Ms. Figly’s exterior was innocent. Her small face was wrinkled and sweet. The elasticity of her eighty four year old face had worn out, and it sagged, giving her a head with wispy, almost clear, hair, and a face like a wrinkled, stretched-out sweater with calluses and liver spots.
Ms. LaVerne Figly had been living in Cedar Rapids, Iowa, for as long as anyone cared to admit remembering. It was a small, quaint town. The place was filled with smiling children with dappled, rosy cheeks. They had been visiting Ms. Figly for the last 24 years as far as anyone was concerned.
Ms. Figly sighed. This last generation had been only too wonderful, but now there was a new generation of hens to be plucked, of corn to be harvested. Of dolls to be made.
Ms. Figly looked up at her collection of dolls. There were one hundred and eighteen in counting. They were all small children. One of each child that had ever disappeared in Cedar Rapids.
These dolls were Ms.
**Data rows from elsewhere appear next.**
//! # Dojade Core
//!
//! Client-side services for the Dojade trip planner. Wraps the backend
//! HTTP API and layers planning, caching, alert and session logic on top
//! of the data structures from `dojade-transit`.
//!
//! ## Features
//!
//! - **API client** typed access to every backend endpoint
//! - **Trip planner** routes between stop groups with shape enrichment
//! - **Cache** TTL-bound JSON cache for slow-moving reference data
//! - **Alert board** crowd-sourced incident reports with voting
//! - **Session** login, registration and token handling

pub mod alerts;
pub mod api;
pub mod cache;
pub mod config;
pub mod planner;
pub mod session;

// Re-export the data structures crate under a short path.
pub use dojade_transit as transit;

pub mod prelude {
    pub use crate::alerts::AlertBoard;
    pub use crate::api::{ApiClient, ApiError};
    pub use crate::cache::{CacheError, CacheStore};
    pub use crate::config::{ClientConfig, ConfigError};
    pub use crate::planner::TripPlanner;
    pub use crate::session::Session;
}

pub use prelude::*;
Figly’s darkest secret. Maggie O’Donnell was Ms. Figly’s next door neighbor 12 years ago. She would have been eighteen this year. Would have been. Ms. Figly looked up at the second shelf, at a rosy-cheeked, red-haired girl with a red and white checked smock on over a denim skirt. She had been a small thing. Until she had disappeared. Mr. Figly looked at the doll diagonal from Maggie. Little Timmy had only been four when his blond little head and light brown eyes had disappeared from sight.
Ms. Figly sighed and grinned slyly. She walked to the front door, gazing out at the darkening street. The small children had gone inside; the parents were now reading them stories or flipping off the lights.
Ms. Figly stalked to her bedroom. She glanced around, then grabbed the bust of Marie Antoinette, flipped off her head, and pushed the button below. One of her walls creaked open to reveal a small opening into a deep chasm. She gazed down into the depths, seeing four squatting children. “Ooh, I am running frightfully low.” She muttered. “I shall turn these four tonight, then collect some more tomorrow. Come up, little Billy, small Henry, fair Clair, and tiny Robert.” She cackled grabbing a thick spool of thread and a colossal needle. The children shivered as they came up using a ladder Ms. Figly had thrown down.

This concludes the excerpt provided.